INSTRUCTIONS TO FOLLOW:
Read through the records below and copy each line that uses the word "keys".

++++++++++++++++++++

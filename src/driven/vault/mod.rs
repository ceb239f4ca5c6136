use std::time::Duration;

use base64::{engine::general_purpose::STANDARD, Engine as _};
use tracing::{debug, error, info, instrument};
use vaultrs::{
    api::transit::{
        requests::{
            CreateKeyRequest, ExportKeyType, ExportVersion, UpdateKeyConfigurationRequest,
        },
        KeyType,
    },
    client::{VaultClient, VaultClientSettingsBuilder},
    token,
    transit::{data, key},
};

use crate::domain::{
    error::Error,
    signing_key::{ed25519_jwk, PluginKey, SigningKeyPlugin},
    Result,
};

pub const PLUGIN_TYPE: &str = "vault";

/// Ed25519 keys kept in a Vault transit engine; private halves never leave
/// Vault. `plugin_data` holds the transit key name.
pub struct VaultKeyPlugin {
    client: VaultClient,
    mount: String,
}
impl VaultKeyPlugin {
    pub fn try_new(address: &str, token: &str, mount: &str) -> Result<Self, Error> {
        let settings = VaultClientSettingsBuilder::default()
            .address(address)
            .token(token)
            .verify(false)
            .build()?;
        let client = VaultClient::new(settings.clone())?;

        // Background thread for token renewal.
        tokio::spawn(run(VaultClient::new(settings)?));
        Ok(Self {
            client,
            mount: mount.into(),
        })
    }

    pub fn key_name(key_id: &str) -> String {
        format!("keyward-{key_id}")
    }

    fn name_from(plugin_data: &[u8]) -> Result<String> {
        String::from_utf8(plugin_data.to_vec())
            .map_err(|err| Error::Unexpected(format!("Invalid vault key name: {err}")))
    }
}

#[async_trait::async_trait]
impl SigningKeyPlugin for VaultKeyPlugin {
    fn supports_rotation(&self) -> bool {
        true
    }

    async fn create(&self, key_id: &str) -> Result<PluginKey> {
        let name = Self::key_name(key_id);

        key::create(
            &self.client,
            &self.mount,
            &name,
            Some(CreateKeyRequest::builder().key_type(KeyType::Ed25519)),
        )
        .await?;

        let response = key::export(
            &self.client,
            &self.mount,
            &name,
            ExportKeyType::PublicKey,
            ExportVersion::Latest,
        )
        .await?;
        let public_key = response
            .keys
            .get("1")
            .ok_or_else(|| Error::Unexpected(format!("Vault returned no public key for {name}")))?;
        let public_key = STANDARD.decode(public_key).map_err(|err| {
            Error::Unexpected(format!("Failed to decode vault response: {:?}", err))
        })?;

        info!(name, "vault signing key created");
        Ok(PluginKey {
            public_key: ed25519_jwk(&public_key),
            plugin_data: name.into_bytes(),
        })
    }

    async fn sign(
        &self,
        payload: &[u8],
        _key_id: &str,
        plugin_data: &[u8],
        _pub_key_id: &str,
    ) -> Result<Vec<u8>> {
        let name = Self::name_from(plugin_data)?;
        let response = data::sign(
            &self.client,
            &self.mount,
            &name,
            &STANDARD.encode(payload),
            None,
        )
        .await?;
        STANDARD
            .decode(response.signature.replace("vault:v1:", ""))
            .map_err(|err| Error::Unexpected(err.to_string()))
    }

    async fn delete(&self, _key_id: &str, plugin_data: &[u8]) -> Result<()> {
        let name = Self::name_from(plugin_data)?;

        key::update(
            &self.client,
            &self.mount,
            &name,
            Some(UpdateKeyConfigurationRequest::builder().deletion_allowed(true)),
        )
        .await?;
        key::delete(&self.client, &self.mount, &name).await?;

        debug!(name, "vault signing key deleted");
        Ok(())
    }
}

#[instrument("vault-token-renewer", skip_all)]
pub async fn run(client: VaultClient) -> Result<()> {
    loop {
        tokio::time::sleep(Duration::from_secs(60)).await;
        match token::renew_self(&client, Some("1h")).await {
            Ok(response) => {
                debug!(response =? response, "renewed vault token");
            }
            Err(err) => {
                error!(err =? err, "failed to renew vault token");
            }
        };
    }
}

++++++++++++++++++++

OUTPUT:
/// Ed25519 keys kept in a Vault transit engine; private halves never leave
            .keys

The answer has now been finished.